Imagem ilustrativa representa a perfuração do poço exploratório Morpho, localizado no bloco FZA-M-59, na Margem Equatorial brasileira, em águas profundas do litoral do Amapá.
Imagem ilustrativa representa a perfuração do poço exploratório Morpho, localizado no bloco FZA-M-59, na Margem Equatorial brasileira, em águas profundas do litoral do Amapá. Crédito: imagem gerada por inteligência artificial/FFN.

O presidente Luiz Inácio Lula da Silva visitou o navio-sonda NS-42, utilizado pela Petrobras na perfuração do poço exploratório Morpho, no bloco FZA-M-59. Durante a agenda, realizada em Oiapoque-AP, o governo federal e a estatal destacaram a presença de petróleo identificada no poço e defenderam o potencial econômico da Margem Equatorial.

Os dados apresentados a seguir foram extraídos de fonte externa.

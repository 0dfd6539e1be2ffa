//! Ordering of a channel's messages into thread blocks.

use std::collections::BTreeMap;

use crate::domain::{AuthorRef, Message, SlackTs, ThreadLink};

/// Text of the placeholder root for a thread whose start was not exported.
pub const MISSING_ROOT_TEXT: &str = "_Unable to find start of exported thread_";

/// A top-level message and the replies threaded under it.
#[derive(Debug, Clone, PartialEq, Eq)]
pub struct ThreadBlock {
    pub root: Message,
    pub replies: Vec<Message>,
}

/// Order messages for posting.
///
/// Blocks are sorted by root `(ts, seq)`, and replies within a block the
/// same way. Replies to a root that is not in the export get a synthetic
/// root at the parent timestamp.
#[must_use]
pub fn linearize(messages: Vec<Message>) -> Vec<ThreadBlock> {
    let mut roots = Vec::new();
    let mut replies: BTreeMap<SlackTs, Vec<Message>> = BTreeMap::new();

    for message in messages {
        match message.thread {
            ThreadLink::Reply { parent } => replies.entry(parent).or_default().push(message),
            ThreadLink::TopLevel | ThreadLink::Root => roots.push(message),
        }
    }

    roots.sort_by_key(Message::order_key);
    let mut blocks: Vec<ThreadBlock> = roots
        .into_iter()
        .map(|root| ThreadBlock {
            root,
            replies: Vec::new(),
        })
        .collect();

    let mut orphans = Vec::new();
    for (parent, mut thread) in replies {
        thread.sort_by_key(Message::order_key);
        match blocks.iter_mut().find(|b| b.root.ts == parent) {
            Some(block) => block.replies = thread,
            None => {
                tracing::warn!(
                    ts = %parent,
                    replies = thread.len(),
                    "Thread start not found in export, creating placeholder"
                );
                orphans.push(ThreadBlock {
                    root: placeholder_root(parent, thread[0].seq),
                    replies: thread,
                });
            }
        }
    }

    if !orphans.is_empty() {
        blocks.extend(orphans);
        blocks.sort_by_key(|b| b.root.order_key());
    }
    blocks
}

fn placeholder_root(ts: SlackTs, seq: usize) -> Message {
    Message {
        ts,
        seq,
        author: AuthorRef::default(),
        text: MISSING_ROOT_TEXT.to_string(),
        attachments: Vec::new(),
        links: Vec::new(),
        thread: ThreadLink::Root,
    }
}
//! CLI interface using clap.
//!
//! Provides the command-line arguments and their validation into an
//! import configuration.

use std::path::PathBuf;

use clap::Parser;

use crate::domain::{AppConfig, AppError, ImportConfig, Result, SourceMode};

/// slack2discord - Import a Slack export into Discord channels.
///
/// Pick exactly one source: a single day file, one channel directory, or a
/// whole export tree.
#[derive(Parser, Debug)]
#[command(name = "slack2discord")]
#[command(author, version, about, long_about = None)]
pub struct Cli {
    /// A single day file (`YYYY-MM-DD.json`) of one channel.
    #[arg(long, value_name = "FILE")]
    pub src_file: Option<PathBuf>,

    /// One channel directory of day files.
    #[arg(long, value_name = "DIR")]
    pub src_dir: Option<PathBuf>,

    /// The top of a Slack export, one subdirectory per channel.
    #[arg(long, value_name = "DIR")]
    pub src_dirtree: Option<PathBuf>,

    /// Discord channel to post to (required with --src-file).
    #[arg(long, value_name = "CHANNEL")]
    pub dest_channel: Option<String>,

    /// File of `slack-channel [discord-channel]` lines (only with --src-dirtree).
    #[arg(long, value_name = "FILE")]
    pub channel_file: Option<PathBuf>,

    /// Slack `users.json` (guessed from the export layout if not given).
    #[arg(long, value_name = "FILE")]
    pub users_file: Option<PathBuf>,

    /// Where to download attached files.
    #[arg(long, value_name = "DIR")]
    pub downloads_dir: Option<PathBuf>,

    /// Log files that are gone from Slack as warnings instead of failing.
    #[arg(long)]
    pub ignore_file_not_found: bool,

    /// Create destination channels that do not exist yet.
    #[arg(long)]
    pub create: bool,

    /// Discord server name, if the bot is in more than one.
    #[arg(long)]
    pub server: Option<String>,

    /// Discord bot token.
    #[arg(long, env = "DISCORD_TOKEN", hide_env_values = true)]
    pub token: Option<String>,

    /// Slack token for downloading private files.
    #[arg(long, env = "SLACK_TOKEN", hide_env_values = true)]
    pub slack_token: Option<String>,

    /// Continue with the next channel when one fails.
    #[arg(long)]
    pub keep_going: bool,

    /// Parse, download and log everything, but change nothing in Discord.
    #[arg(short = 'n', long)]
    pub dry_run: bool,

    /// Enable verbose logging (use multiple times for more verbosity).
    #[arg(short, long, action = clap::ArgAction::Count)]
    pub verbose: u8,

    /// Configuration file (default: <config dir>/slack2discord/config.toml).
    #[arg(long, value_name = "FILE")]
    pub config: Option<PathBuf>,
}

fn config_error(message: &str) -> AppError {
    AppError::Config {
        message: message.to_string(),
    }
}

impl Cli {
    /// Validate the source flags into a source mode.
    ///
    /// # Errors
    /// Returns a config error for missing or conflicting source flags.
    pub fn source_mode(&self) -> Result<SourceMode> {
        match (&self.src_file, &self.src_dir, &self.src_dirtree) {
            (Some(path), None, None) => {
                self.reject_channel_file("--src-file")?;
                let dest = self
                    .dest_channel
                    .clone()
                    .ok_or_else(|| config_error("--dest-channel is required with --src-file"))?;
                Ok(SourceMode::File {
                    path: path.clone(),
                    dest,
                })
            }
            (None, Some(path), None) => {
                self.reject_channel_file("--src-dir")?;
                Ok(SourceMode::Dir {
                    path: path.clone(),
                    dest: self.dest_channel.clone(),
                })
            }
            (None, None, Some(path)) => {
                if self.dest_channel.is_some() {
                    return Err(config_error(
                        "--dest-channel cannot be used with --src-dirtree (use --channel-file)",
                    ));
                }
                Ok(SourceMode::Tree {
                    path: path.clone(),
                    channel_file: self.channel_file.clone(),
                })
            }
            (None, None, None) => Err(config_error(
                "one of --src-file, --src-dir or --src-dirtree is required",
            )),
            _ => Err(config_error(
                "only one of --src-file, --src-dir or --src-dirtree may be given",
            )),
        }
    }

    fn reject_channel_file(&self, source_flag: &str) -> Result<()> {
        if self.channel_file.is_some() {
            return Err(AppError::Config {
                message: format!("--channel-file cannot be used with {source_flag}"),
            });
        }
        Ok(())
    }

    /// The Discord token, from the flag or `DISCORD_TOKEN`.
    ///
    /// # Errors
    /// Returns a config error if no token was given.
    pub fn discord_token(&self) -> Result<&str> {
        self.token
            .as_deref()
            .map(str::trim)
            .filter(|t| !t.is_empty())
            .ok_or_else(|| config_error("a Discord bot token is required (--token or DISCORD_TOKEN)"))
    }

    /// Server name from the flag, falling back to the config file.
    #[must_use]
    pub fn server<'a>(&'a self, app: &'a AppConfig) -> Option<&'a str> {
        self.server.as_deref().or(app.discord.server.as_deref())
    }

    /// Merge flags over the config file into a run configuration.
    ///
    /// # Errors
    /// Returns a config error if the source flags are invalid.
    pub fn import_config(&self, app: &AppConfig) -> Result<ImportConfig> {
        Ok(ImportConfig {
            source: self.source_mode()?,
            users_file: self.users_file.clone(),
            downloads_dir: self
                .downloads_dir
                .clone()
                .unwrap_or_else(|| app.downloads_dir()),
            ignore_not_found: self.ignore_file_not_found || app.downloads.ignore_not_found,
            create_channels: self.create || app.discord.create_channels,
            dry_run: self.dry_run,
            keep_going: self.keep_going,
            retry: app.retry.clone(),
        })
    }
}

#[cfg(test)]
mod tests {
    use super::*;

    fn parse(args: &[&str]) -> Cli {
        let mut cli = Cli::try_parse_from(std::iter::once("slack2discord").chain(args.iter().copied()))
            .unwrap();
        cli.token = Some("bot-token".into());
        cli
    }

    #[test]
    fn test_src_file_requires_dest() {
        let cli = parse(&["--src-file", "general/2023-01-01.json"]);
        assert!(matches!(cli.source_mode(), Err(AppError::Config { .. })));

        let cli = parse(&["--src-file", "a.json", "--dest-channel", "general"]);
        assert_eq!(
            cli.source_mode().unwrap(),
            SourceMode::File {
                path: "a.json".into(),
                dest: "general".into()
            }
        );
    }

    #[test]
    fn test_src_dir_dest_optional() {
        let cli = parse(&["--src-dir", "export/general"]);
        assert_eq!(
            cli.source_mode().unwrap(),
            SourceMode::Dir {
                path: "export/general".into(),
                dest: None
            }
        );
    }

    #[test]
    fn test_dirtree_rejects_dest_channel() {
        let cli = parse(&["--src-dirtree", "export", "--dest-channel", "general"]);
        assert!(matches!(cli.source_mode(), Err(AppError::Config { .. })));
    }

    #[test]
    fn test_channel_file_only_with_dirtree() {
        let cli = parse(&["--src-dir", "export/general", "--channel-file", "map.txt"]);
        assert!(matches!(cli.source_mode(), Err(AppError::Config { .. })));

        let cli = parse(&["--src-dirtree", "export", "--channel-file", "map.txt"]);
        assert!(matches!(
            cli.source_mode().unwrap(),
            SourceMode::Tree {
                channel_file: Some(_),
                ..
            }
        ));
    }

    #[test]
    fn test_source_flags_exclusive() {
        let cli = parse(&["--src-dir", "a", "--src-dirtree", "b"]);
        assert!(matches!(cli.source_mode(), Err(AppError::Config { .. })));
        let cli = parse(&[]);
        assert!(matches!(cli.source_mode(), Err(AppError::Config { .. })));
    }

    #[test]
    fn test_token_required() {
        let mut cli = parse(&["--src-dirtree", "export"]);
        assert_eq!(cli.discord_token().unwrap(), "bot-token");
        cli.token = Some("  ".into());
        assert!(matches!(cli.discord_token(), Err(AppError::Config { .. })));
        cli.token = None;
        assert!(cli.discord_token().is_err());
    }

    #[test]
    fn test_flags_override_config_file() {
        let mut app = AppConfig::default();
        app.downloads.dir = Some("/from/config".into());
        app.discord.server = Some("Config Server".into());

        let cli = parse(&[
            "--src-dirtree",
            "export",
            "--downloads-dir",
            "/from/flag",
            "--create",
            "-n",
            "--server",
            "Flag Server",
        ]);
        let config = cli.import_config(&app).unwrap();

        assert_eq!(config.downloads_dir, PathBuf::from("/from/flag"));
        assert!(config.create_channels);
        assert!(config.dry_run);
        assert!(!config.keep_going);
        assert_eq!(cli.server(&app), Some("Flag Server"));
    }

    #[test]
    fn test_config_file_fills_unset_flags() {
        let mut app = AppConfig::default();
        app.downloads.dir = Some("/from/config".into());
        app.downloads.ignore_not_found = true;

        let cli = parse(&["--src-dirtree", "export"]);
        let config = cli.import_config(&app).unwrap();

        assert_eq!(config.downloads_dir, PathBuf::from("/from/config"));
        assert!(config.ignore_not_found);
        assert_eq!(cli.server(&app), None);
    }
}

O Morpho está a cerca de 175 quilômetros da costa amapaense, sob lâmina d’água de aproximadamente 2,9 mil metros. A Petrobras informou que os indícios foram identificados por perfis elétricos e amostras de rocha, mas a perfuração e as análises ainda precisam ser concluídas. Somente etapas posteriores poderão indicar o volume recuperável e a viabilidade técnica e econômica de uma eventual produção.

Lula apresentou o petróleo como possível fonte de desenvolvimento, arrecadação e segurança energética, ao mesmo tempo que afirmou que a exploração não elimina o compromisso com a transição energética. A presidente da Petrobras, Magda Chambriard, declarou otimismo com os resultados, mas reconheceu que ainda não é possível estimar a quantidade de óleo existente.

Imagem: presidente Luiz Inácio Lula da Silva durante visita ao navio-sonda da Petrobras, na região de Oiapoque. Foto: reprodução do perfil de Lula no X.

O outro lado do debate envolve o risco ambiental em uma área de manguezais, unidades de conservação e territórios utilizados por comunidades indígenas e pesqueiras. O Ibama condiciona cada nova perfuração a licenciamento específico e ainda não autorizou três poços adicionais pretendidos pela Petrobras. A estatal afirma contar com tecnologia, estruturas de resposta e monitoramento para reduzir riscos; ambientalistas, pesquisadores e comunidades atingidas cobram cautela, transparência e participação social.

A pauta é estratégica para o Amapá porque combina expectativa de investimentos e receitas com possíveis efeitos sobre ecossistemas costeiros e modos de vida tradicionais.